The answer should be an exact repeat of the stretch of material below from the line containing "refused to mount." through the line containing "and the interleaved".

-------------------------

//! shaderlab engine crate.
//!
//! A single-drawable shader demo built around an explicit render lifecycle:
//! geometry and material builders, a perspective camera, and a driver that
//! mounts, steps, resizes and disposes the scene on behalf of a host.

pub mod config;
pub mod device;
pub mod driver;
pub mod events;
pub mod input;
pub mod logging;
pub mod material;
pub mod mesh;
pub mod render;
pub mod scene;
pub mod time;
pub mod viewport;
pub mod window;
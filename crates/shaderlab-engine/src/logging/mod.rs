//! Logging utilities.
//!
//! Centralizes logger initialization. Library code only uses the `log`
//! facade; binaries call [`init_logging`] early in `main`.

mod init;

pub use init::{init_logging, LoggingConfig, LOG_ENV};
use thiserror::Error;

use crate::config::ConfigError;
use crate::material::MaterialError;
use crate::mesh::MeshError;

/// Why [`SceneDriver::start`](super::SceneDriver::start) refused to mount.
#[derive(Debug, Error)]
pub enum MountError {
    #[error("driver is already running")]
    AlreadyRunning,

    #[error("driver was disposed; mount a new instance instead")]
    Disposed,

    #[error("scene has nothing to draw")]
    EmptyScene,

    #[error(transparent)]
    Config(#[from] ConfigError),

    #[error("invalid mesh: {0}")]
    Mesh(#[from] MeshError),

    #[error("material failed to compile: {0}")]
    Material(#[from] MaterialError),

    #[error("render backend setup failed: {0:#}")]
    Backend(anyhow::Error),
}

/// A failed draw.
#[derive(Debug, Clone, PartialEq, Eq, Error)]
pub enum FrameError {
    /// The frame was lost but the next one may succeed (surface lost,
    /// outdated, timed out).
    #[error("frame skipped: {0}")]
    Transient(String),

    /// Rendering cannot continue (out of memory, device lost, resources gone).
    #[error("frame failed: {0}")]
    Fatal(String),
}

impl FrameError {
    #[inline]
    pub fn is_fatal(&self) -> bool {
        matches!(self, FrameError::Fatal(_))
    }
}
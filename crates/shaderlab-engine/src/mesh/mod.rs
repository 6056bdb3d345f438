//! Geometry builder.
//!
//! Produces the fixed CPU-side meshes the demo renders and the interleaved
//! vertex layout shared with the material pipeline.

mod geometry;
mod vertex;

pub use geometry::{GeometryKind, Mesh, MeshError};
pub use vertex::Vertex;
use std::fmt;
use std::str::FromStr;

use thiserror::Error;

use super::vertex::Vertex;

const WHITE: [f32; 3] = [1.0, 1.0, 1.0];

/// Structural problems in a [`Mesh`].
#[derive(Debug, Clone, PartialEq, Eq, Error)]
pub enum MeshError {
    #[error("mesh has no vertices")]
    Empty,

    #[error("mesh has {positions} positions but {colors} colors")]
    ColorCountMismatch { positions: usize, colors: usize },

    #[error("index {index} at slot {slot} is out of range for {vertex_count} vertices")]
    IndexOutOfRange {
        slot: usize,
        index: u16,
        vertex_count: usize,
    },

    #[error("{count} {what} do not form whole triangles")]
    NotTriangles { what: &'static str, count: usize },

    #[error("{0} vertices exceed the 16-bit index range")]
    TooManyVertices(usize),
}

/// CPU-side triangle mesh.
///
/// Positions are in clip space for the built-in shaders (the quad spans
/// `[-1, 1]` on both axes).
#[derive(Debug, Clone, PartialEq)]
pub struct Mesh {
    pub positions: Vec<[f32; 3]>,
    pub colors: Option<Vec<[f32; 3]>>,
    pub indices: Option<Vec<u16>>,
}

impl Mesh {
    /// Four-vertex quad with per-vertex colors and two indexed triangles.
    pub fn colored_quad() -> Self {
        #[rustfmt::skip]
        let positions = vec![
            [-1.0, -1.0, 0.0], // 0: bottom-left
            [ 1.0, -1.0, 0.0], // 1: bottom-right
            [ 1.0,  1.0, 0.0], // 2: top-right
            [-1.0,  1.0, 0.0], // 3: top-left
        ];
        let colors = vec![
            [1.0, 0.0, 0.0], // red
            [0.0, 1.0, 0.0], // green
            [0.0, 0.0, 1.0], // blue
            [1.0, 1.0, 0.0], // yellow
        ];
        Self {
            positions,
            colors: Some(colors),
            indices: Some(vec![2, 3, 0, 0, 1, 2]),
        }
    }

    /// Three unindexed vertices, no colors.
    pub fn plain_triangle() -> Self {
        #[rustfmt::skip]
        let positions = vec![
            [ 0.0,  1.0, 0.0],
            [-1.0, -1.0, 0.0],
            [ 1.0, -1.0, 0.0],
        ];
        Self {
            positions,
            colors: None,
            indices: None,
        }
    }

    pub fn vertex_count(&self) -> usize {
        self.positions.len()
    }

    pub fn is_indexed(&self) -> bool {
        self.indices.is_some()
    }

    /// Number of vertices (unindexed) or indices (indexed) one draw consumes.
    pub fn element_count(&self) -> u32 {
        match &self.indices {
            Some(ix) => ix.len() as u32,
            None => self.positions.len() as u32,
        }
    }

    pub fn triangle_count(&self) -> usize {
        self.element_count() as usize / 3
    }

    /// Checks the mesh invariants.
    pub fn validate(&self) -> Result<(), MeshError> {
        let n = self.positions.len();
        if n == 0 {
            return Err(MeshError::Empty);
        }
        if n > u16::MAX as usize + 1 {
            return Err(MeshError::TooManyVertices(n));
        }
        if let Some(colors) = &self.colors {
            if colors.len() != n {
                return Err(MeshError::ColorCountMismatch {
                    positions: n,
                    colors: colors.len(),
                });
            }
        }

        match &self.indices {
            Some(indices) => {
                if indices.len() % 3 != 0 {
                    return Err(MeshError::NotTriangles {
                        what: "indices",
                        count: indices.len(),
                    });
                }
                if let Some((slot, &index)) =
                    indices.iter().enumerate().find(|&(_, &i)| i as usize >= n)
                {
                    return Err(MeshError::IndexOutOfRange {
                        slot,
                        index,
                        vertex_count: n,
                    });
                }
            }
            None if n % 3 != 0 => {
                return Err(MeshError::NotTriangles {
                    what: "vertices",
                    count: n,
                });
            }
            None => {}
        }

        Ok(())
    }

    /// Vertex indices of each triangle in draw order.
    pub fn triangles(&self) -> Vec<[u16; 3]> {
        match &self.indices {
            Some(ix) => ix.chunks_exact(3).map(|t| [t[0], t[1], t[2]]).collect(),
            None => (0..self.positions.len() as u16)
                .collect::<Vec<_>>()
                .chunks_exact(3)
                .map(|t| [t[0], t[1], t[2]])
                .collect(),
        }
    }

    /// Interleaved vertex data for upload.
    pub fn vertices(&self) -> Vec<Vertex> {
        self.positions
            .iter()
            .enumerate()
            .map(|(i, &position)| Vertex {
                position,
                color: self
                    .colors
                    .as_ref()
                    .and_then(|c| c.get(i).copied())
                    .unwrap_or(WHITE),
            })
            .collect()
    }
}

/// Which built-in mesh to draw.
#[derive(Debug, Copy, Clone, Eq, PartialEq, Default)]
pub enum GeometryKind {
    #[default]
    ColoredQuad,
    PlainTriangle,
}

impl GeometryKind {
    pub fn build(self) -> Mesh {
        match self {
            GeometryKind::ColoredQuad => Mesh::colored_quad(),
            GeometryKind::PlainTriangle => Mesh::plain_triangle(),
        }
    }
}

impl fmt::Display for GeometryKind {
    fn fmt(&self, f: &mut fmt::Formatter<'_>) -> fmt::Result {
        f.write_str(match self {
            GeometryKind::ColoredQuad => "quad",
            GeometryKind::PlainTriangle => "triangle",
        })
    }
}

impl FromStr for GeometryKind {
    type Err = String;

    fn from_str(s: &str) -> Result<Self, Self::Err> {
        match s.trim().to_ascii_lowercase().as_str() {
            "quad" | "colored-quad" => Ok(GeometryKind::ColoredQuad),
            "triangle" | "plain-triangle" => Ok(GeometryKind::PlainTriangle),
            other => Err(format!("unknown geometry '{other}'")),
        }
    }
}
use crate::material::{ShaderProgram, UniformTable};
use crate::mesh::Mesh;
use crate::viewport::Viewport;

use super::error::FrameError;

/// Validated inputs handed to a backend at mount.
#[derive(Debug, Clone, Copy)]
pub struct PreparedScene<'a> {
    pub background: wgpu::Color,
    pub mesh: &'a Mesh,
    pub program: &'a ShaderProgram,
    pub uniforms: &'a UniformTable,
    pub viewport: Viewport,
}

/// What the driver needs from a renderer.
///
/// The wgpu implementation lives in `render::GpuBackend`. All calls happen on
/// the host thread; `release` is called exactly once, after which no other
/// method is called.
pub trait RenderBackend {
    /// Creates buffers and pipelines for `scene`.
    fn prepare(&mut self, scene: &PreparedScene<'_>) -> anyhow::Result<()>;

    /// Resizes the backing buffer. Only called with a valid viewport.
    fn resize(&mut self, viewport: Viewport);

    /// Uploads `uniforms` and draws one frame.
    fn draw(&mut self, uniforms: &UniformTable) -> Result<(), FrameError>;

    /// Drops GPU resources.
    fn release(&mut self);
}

-------------------------

YOUR RESPONSE:
/// Why [`SceneDriver::start`](super::SceneDriver::start) refused to mount.
#[derive(Debug, Error)]
pub enum MountError {
    #[error("driver is already running")]
    AlreadyRunning,

    #[error("driver was disposed; mount a new instance instead")]
    Disposed,

    #[error("scene has nothing to draw")]
    EmptyScene,

    #[error(transparent)]
    Config(#[from] ConfigError),

    #[error("invalid mesh: {0}")]
    Mesh(#[from] MeshError),

    #[error("material failed to compile: {0}")]
    Material(#[from] MaterialError),

    #[error("render backend setup failed: {0:#}")]
    Backend(anyhow::Error),
}

/// A failed draw.
#[derive(Debug, Clone, PartialEq, Eq, Error)]
pub enum FrameError {
    /// The frame was lost but the next one may succeed (surface lost,
    /// outdated, timed out).
    #[error("frame skipped: {0}")]
    Transient(String),

    /// Rendering cannot continue (out of memory, device lost, resources gone).
    #[error("frame failed: {0}")]
    Fatal(String),
}

impl FrameError {
    #[inline]
    pub fn is_fatal(&self) -> bool {
        matches!(self, FrameError::Fatal(_))
    }
}
filename crates/shaderlab-engine/src/mesh/mod.rs
repository 6056bdb3d345f438
//! Geometry builder.
//!
//! Produces the fixed CPU-side meshes the demo renders and the interleaved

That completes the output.